When Maclean did not join the newly formed British Communist Party but founded the Scottish Workers’ Republican Party she offered him her home as a meeting place. When he died of overwork and pneumonia in 1923 she made a short speech by his graveside. His daughter, Nan Milton, recorded it in a letter, and Archie Hind quotes it at the end of his play about Maclean, Shoulder to Shoulder.
John was not a Zapata, galloping on horseback over the corn-fields. He was of the peasantry who fed Zapata. He was not a Lenin, working to move his office into the Kremlin. He was of the Kronstadt sailors whose mutiny gave Lenin the chance. John was not the sort who lead revolutions. He was the sort who make them.
The Daily Express put another reporter onto her two years later, perhaps hoping to find more conclusive evidence of illegal abortions, but the article which came out of this was a short character sketch, probably because nearly everyone who now remembered “Dr. Vic” thought she was dead. The reporter learned that children of the area called her The Dog Lady, because she walked around the West End Park accompanied by dogs of many sizes, some of them bandaged. The clinic was entered from the back lane, and the ground on each side of the path was overgrown with rhubarb plants. The waiting-room was crammed with heavy mid-Victorian seating, particularly a huge horse-hair-covered sofa. The only wall decorations were old posters for the Scottish Workers’ Republican Party. There was also a heavy padlocked box with a slit in the lid and a notice pinned to the side saying Put what you can afford in here — it will not be wasted. If you are hungry please do not steal this but speak to me in the surgery — hunger is curable. Half the people waiting looked very poor and old. The rest seemed to be children with animals, mostly dogs. There was only one pregnant woman.

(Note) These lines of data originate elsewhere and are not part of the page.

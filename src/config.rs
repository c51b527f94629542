// src/config.rs
//! Houndfile loading. The aggregation engine never reads this itself; the
//! binary resolves it into an activation set and a [`DispatchCfg`].

use anyhow::{anyhow, bail, Context, Result};
use serde::{Deserialize, Serialize};
use std::fs;
use std::path::{Path, PathBuf};
use std::time::Duration;

use crate::ingest::dispatch::{DispatchCfg, DEFAULT_OVERALL_TIMEOUT_SECS, DEFAULT_SOURCE_TIMEOUT_SECS};

pub const ENV_CONFIG_PATH: &str = "HOUND_CONFIG_PATH";
pub const DEFAULT_CONFIG_PATH: &str = ".houndfile";
pub const ENV_GITLAB_TOKEN: &str = "GITLAB_TOKEN";

fn default_github_api() -> String {
    "https://api.github.com".to_string()
}
fn default_source_timeout() -> u64 {
    DEFAULT_SOURCE_TIMEOUT_SECS
}
fn default_overall_timeout() -> u64 {
    DEFAULT_OVERALL_TIMEOUT_SECS
}

#[derive(Debug, Clone, Default, PartialEq, Eq, Serialize, Deserialize)]
pub struct HoundConfig {
    #[serde(default)]
    pub github: GithubCfg,
    #[serde(default)]
    pub gitlab: GitlabCfg,
    #[serde(default)]
    pub jira: JiraCfg,
    #[serde(default)]
    pub engine: EngineCfg,
}

#[derive(Debug, Clone, PartialEq, Eq, Serialize, Deserialize)]
pub struct GithubCfg {
    #[serde(default)]
    pub active: bool,
    #[serde(default)]
    pub user: String,
    #[serde(default = "default_github_api")]
    pub api_url: String,
}

impl Default for GithubCfg {
    fn default() -> Self {
        Self {
            active: false,
            user: String::new(),
            api_url: default_github_api(),
        }
    }
}

#[derive(Debug, Clone, Default, PartialEq, Eq, Serialize, Deserialize)]
#[serde(default)]
pub struct GitlabCfg {
    pub active: bool,
    pub base_url: String,
    /// e.g. "/api/v4"
    pub api_path: String,
    /// Path of the repository Atom feed, e.g. "/group/project.atom"
    pub repo_feed_path: String,
    /// Private token; "ENV" means: read from GITLAB_TOKEN
    pub token: String,
    pub project_id: String,
}

#[derive(Debug, Clone, Default, PartialEq, Eq, Serialize, Deserialize)]
#[serde(default)]
pub struct JiraCfg {
    pub active: bool,
    pub base_url: String,
    /// e.g. "/rest/api/2"
    pub api_path: String,
    /// e.g. "/activity"
    pub activity_path: String,
    /// Assignee for the issues listing.
    pub user: String,
    /// User whose activity stream is shown; falls back to `user` when empty.
    pub activity_user: String,
}

#[derive(Debug, Clone, Copy, PartialEq, Eq, Serialize, Deserialize)]
pub struct EngineCfg {
    #[serde(default = "default_source_timeout")]
    pub source_timeout_secs: u64,
    #[serde(default = "default_overall_timeout")]
    pub overall_timeout_secs: u64,
}

impl Default for EngineCfg {
    fn default() -> Self {
        Self {
            source_timeout_secs: default_source_timeout(),
            overall_timeout_secs: default_overall_timeout(),
        }
    }
}

impl EngineCfg {
    pub fn dispatch_cfg(&self) -> DispatchCfg {
        DispatchCfg {
            source_timeout: Duration::from_secs(self.source_timeout_secs.max(1)),
            overall_timeout: Duration::from_secs(self.overall_timeout_secs.max(1)),
        }
    }
}

/// Command-line replacements for per-run user names.
#[derive(Debug, Clone, Default, PartialEq, Eq)]
pub struct Overrides {
    pub github_user: Option<String>,
    pub jira_user: Option<String>,
    pub jira_feed_user: Option<String>,
}

impl HoundConfig {
    /// Parse a houndfile body (TOML) and resolve secrets. Validation waits
    /// until command-line overrides are applied.
    pub fn from_toml_str(s: &str) -> Result<Self> {
        let mut cfg: HoundConfig = toml::from_str(s).context("parsing houndfile")?;
        cfg.resolve_secrets()?;
        Ok(cfg)
    }

    pub fn load_from(path: &Path) -> Result<Self> {
        let content = fs::read_to_string(path)
            .with_context(|| format!("reading config from {}", path.display()))?;
        Self::from_toml_str(&content).with_context(|| format!("loading {}", path.display()))
    }

    /// Load from the resolved path; a missing file asks the user to run setup.
    pub fn load(explicit: Option<&Path>) -> Result<Self> {
        let path = resolve_path(explicit);
        if !path.exists() {
            bail!(
                "config file {} doesn't exist, please run `hound setup`",
                path.display()
            );
        }
        Self::load_from(&path)
    }

    pub fn apply_overrides(&mut self, o: &Overrides) {
        if let Some(u) = o.github_user.as_deref().filter(|u| !u.trim().is_empty()) {
            self.github.user = u.trim().to_string();
        }
        if let Some(u) = o.jira_user.as_deref().filter(|u| !u.trim().is_empty()) {
            self.jira.user = u.trim().to_string();
        }
        if let Some(u) = o.jira_feed_user.as_deref().filter(|u| !u.trim().is_empty()) {
            self.jira.activity_user = u.trim().to_string();
        }
    }

    /// Every active section must carry the fields its fetches need.
    pub fn validate(&self) -> Result<()> {
        if self.github.active {
            require("github", "user", &self.github.user)?;
            require("github", "api_url", &self.github.api_url)?;
        }
        if self.gitlab.active {
            require("gitlab", "base_url", &self.gitlab.base_url)?;
            require("gitlab", "api_path", &self.gitlab.api_path)?;
            require("gitlab", "token", &self.gitlab.token)?;
            require("gitlab", "project_id", &self.gitlab.project_id)?;
        }
        if self.jira.active {
            require("jira", "base_url", &self.jira.base_url)?;
            require("jira", "api_path", &self.jira.api_path)?;
            require("jira", "user", &self.jira.user)?;
        }
        Ok(())
    }

    pub fn to_toml_string(&self) -> Result<String> {
        toml::to_string_pretty(self).context("serializing houndfile")
    }

    fn resolve_secrets(&mut self) -> Result<()> {
        if self.gitlab.token.trim().eq_ignore_ascii_case("env") {
            self.gitlab.token = std::env::var(ENV_GITLAB_TOKEN)
                .map_err(|_| anyhow!("Missing {ENV_GITLAB_TOKEN} env var"))?;
        }
        Ok(())
    }
}

fn require(section: &str, key: &str, value: &str) -> Result<()> {
    if value.trim().is_empty() {
        bail!("[{section}] is active but `{key}` is empty");
    }
    Ok(())
}

/// Resolve the houndfile path:
/// 1) explicit path (from the command line)
/// 2) $HOUND_CONFIG_PATH
/// 3) ./.houndfile
pub fn resolve_path(explicit: Option<&Path>) -> PathBuf {
    if let Some(p) = explicit {
        return p.to_path_buf();
    }
    if let Ok(p) = std::env::var(ENV_CONFIG_PATH) {
        if !p.trim().is_empty() {
            return PathBuf::from(p);
        }
    }
    PathBuf::from(DEFAULT_CONFIG_PATH)
}

#[cfg(test)]
mod tests {
    use super::*;
    use std::env;

    const FULL: &str = r#"
[github]
active = true
user = "plouc"

[gitlab]
active = true
base_url = "https://gitlab.example.com"
api_path = "/api/v4"
repo_feed_path = "/team/app.atom"
token = "secret"
project_id = "56"

[jira]
active = true
base_url = "https://jira.example.com"
api_path = "/rest/api/2"
activity_path = "/activity"
user = "ann"

[engine]
source_timeout_secs = 5
"#;

    #[test]
    fn parses_sections_and_defaults() {
        let cfg = HoundConfig::from_toml_str(FULL).unwrap();
        assert_eq!(cfg.github.user, "plouc");
        assert_eq!(cfg.github.api_url, "https://api.github.com");
        assert_eq!(cfg.gitlab.project_id, "56");
        assert_eq!(cfg.engine.source_timeout_secs, 5);
        assert_eq!(cfg.engine.overall_timeout_secs, DEFAULT_OVERALL_TIMEOUT_SECS);
    }

    #[test]
    fn inactive_sections_may_be_empty() {
        let cfg = HoundConfig::from_toml_str("[github]\nactive = false\n").unwrap();
        assert!(!cfg.gitlab.active);
        assert!(!cfg.jira.active);
    }

    #[test]
    fn active_section_with_missing_field_is_rejected() {
        let cfg = HoundConfig::from_toml_str("[jira]\nactive = true\nbase_url = \"x\"\n").unwrap();
        let err = cfg.validate().unwrap_err().to_string();
        assert!(err.contains("jira"), "{err}");
    }

    #[test]
    fn overrides_replace_users() {
        let mut cfg = HoundConfig::from_toml_str(FULL).unwrap();
        cfg.apply_overrides(&Overrides {
            github_user: Some("octocat".into()),
            jira_user: None,
            jira_feed_user: Some(" bob ".into()),
        });
        assert_eq!(cfg.github.user, "octocat");
        assert_eq!(cfg.jira.user, "ann");
        assert_eq!(cfg.jira.activity_user, "bob");
    }

    #[test]
    fn user_given_on_the_command_line_completes_an_active_section() {
        let mut cfg = HoundConfig::from_toml_str(
            "[github]\nactive = true\n\n[jira]\nactive = true\nbase_url = \"https://jira.test\"\napi_path = \"/rest/api/2\"\n",
        )
        .unwrap();
        assert!(cfg.validate().is_err());

        cfg.apply_overrides(&Overrides {
            github_user: Some("octocat".into()),
            jira_user: Some("ann".into()),
            jira_feed_user: None,
        });
        cfg.validate().unwrap();
        assert_eq!(cfg.github.user, "octocat");
        assert_eq!(cfg.jira.user, "ann");
    }

    #[test]
    fn engine_cfg_never_yields_zero_deadlines() {
        let e = EngineCfg {
            source_timeout_secs: 0,
            overall_timeout_secs: 0,
        };
        let d = e.dispatch_cfg();
        assert_eq!(d.source_timeout, Duration::from_secs(1));
        assert_eq!(d.overall_timeout, Duration::from_secs(1));
    }

    #[serial_test::serial]
    #[test]
    fn gitlab_token_env_indirection() {
        let body = FULL.replace("token = \"secret\"", "token = \"ENV\"");

        env::remove_var(ENV_GITLAB_TOKEN);
        assert!(HoundConfig::from_toml_str(&body).is_err());

        env::set_var(ENV_GITLAB_TOKEN, "from-env");
        let cfg = HoundConfig::from_toml_str(&body).unwrap();
        assert_eq!(cfg.gitlab.token, "from-env");
        env::remove_var(ENV_GITLAB_TOKEN);
    }

    #[serial_test::serial]
    #[test]
    fn path_resolution_order() {
        env::remove_var(ENV_CONFIG_PATH);
        assert_eq!(resolve_path(None), PathBuf::from(DEFAULT_CONFIG_PATH));

        env::set_var(ENV_CONFIG_PATH, "/tmp/other.toml");
        assert_eq!(resolve_path(None), PathBuf::from("/tmp/other.toml"));
        assert_eq!(
            resolve_path(Some(Path::new("cli.toml"))),
            PathBuf::from("cli.toml")
        );
        env::remove_var(ENV_CONFIG_PATH);
    }
}
// src/ingest/mod.rs
pub mod dispatch;
pub mod merge;
pub mod providers;
pub mod types;

use crate::ingest::dispatch::{dispatch, DispatchCfg, DispatchError};
use crate::ingest::merge::merge_batches;
use crate::ingest::types::{Activation, Event, Stat};
use metrics::{counter, describe_counter, describe_histogram};
use once_cell::sync::OnceCell;

/// One-time metrics registration (so series show up once a recorder is installed).
fn ensure_metrics_described() {
    static ONCE: OnceCell<()> = OnceCell::new();
    ONCE.get_or_init(|| {
        describe_counter!("hound_fetch_total", "Fetch operations started.");
        describe_counter!(
            "hound_fetch_errors_total",
            "Fetch operations that failed and contributed an empty batch."
        );
        describe_counter!(
            "hound_fetch_timeouts_total",
            "Fetch operations cut off by the per-source deadline."
        );
        describe_counter!(
            "hound_aggregation_timeouts_total",
            "Runs that hit the overall deadline."
        );
        describe_counter!("hound_events_total", "Events placed on the timeline.");
        describe_histogram!("hound_fetch_ms", "Fetch duration in milliseconds.");
    });
}

/// Strip HTML from a feed title: decode entities, drop tags, collapse whitespace.
pub fn sanitize_html(s: &str) -> String {
    let mut out = html_escape::decode_html_entities(s).to_string();

    static RE_TAGS: OnceCell<regex::Regex> = OnceCell::new();
    let re_tags = RE_TAGS.get_or_init(|| regex::Regex::new(r"(?is)</?[^>]+>").unwrap());
    out = re_tags.replace_all(&out, "").to_string();

    static RE_WS: OnceCell<regex::Regex> = OnceCell::new();
    let re_ws = RE_WS.get_or_init(|| regex::Regex::new(r"\s+").unwrap());
    out = re_ws.replace_all(&out, " ").to_string();

    out.trim().to_string()
}

/// What one run collected.
#[derive(Debug, Clone, PartialEq, Eq)]
pub struct Collected<T> {
    pub items: Vec<T>,
    /// Operations that delivered a batch (failed ones deliver an empty batch).
    pub reported: usize,
    pub expected: usize,
}

impl<T> Collected<T> {
    /// False when the overall deadline cut the run short.
    pub fn is_complete(&self) -> bool {
        self.reported == self.expected
    }
}

/// Dispatch every activation, then merge into one recency-ordered timeline.
///
/// Source failures never surface here. When the overall deadline elapses the
/// batches that did arrive are still merged, and the result is marked
/// incomplete.
pub async fn aggregate(activations: &[Activation<Event>], cfg: DispatchCfg) -> Collected<Event> {
    ensure_metrics_described();
    let expected = activations.len();

    let (batches, reported) = match dispatch(activations, cfg).await {
        Ok(batches) => (batches, expected),
        Err(DispatchError::TimedOut {
            reported, partial, ..
        }) => (partial, reported),
    };

    let events = merge_batches(batches);
    counter!("hound_events_total").increment(events.len() as u64);
    tracing::info!(
        target: "ingest",
        events = events.len(),
        reported,
        expected,
        "aggregation finished"
    );

    Collected {
        items: events,
        reported,
        expected,
    }
}

/// Same fan-out for the stats listing. Stats keep activation order; a source
/// that reported nothing still gets an empty block.
pub async fn collect_stats(activations: &[Activation<Stat>], cfg: DispatchCfg) -> Collected<Stat> {
    ensure_metrics_described();
    let expected = activations.len();

    match dispatch(activations, cfg).await {
        Ok(batches) => Collected {
            items: batches
                .into_iter()
                .zip(activations)
                .flat_map(|(batch, act)| {
                    if batch.is_empty() {
                        vec![Stat {
                            source: act.source,
                            items: Vec::new(),
                        }]
                    } else {
                        batch
                    }
                })
                .collect(),
            reported: expected,
            expected,
        },
        // slots that never arrived cannot be attributed; the run is flagged incomplete
        Err(DispatchError::TimedOut {
            reported, partial, ..
        }) => Collected {
            items: partial.into_iter().flatten().collect(),
            reported,
            expected,
        },
    }
}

When the reporter was admitted to the surgery he found it was a huge gas-lit kitchen with a pot of soup simmering on the fire range, various animals reclining in corners, and a tall, straight-backed woman sitting at a kitchen table laden with books, papers and medical instruments. She wore a white apron which covered her body from neck to ankles, with white celluloid cuffs attached to the black sleeves of her dress. Her strangely unlined face could have been any age between forty and eighty. When the journalist sat down facing her she said at once, “You look like a newspaper reporter. Is it the Daily Express?”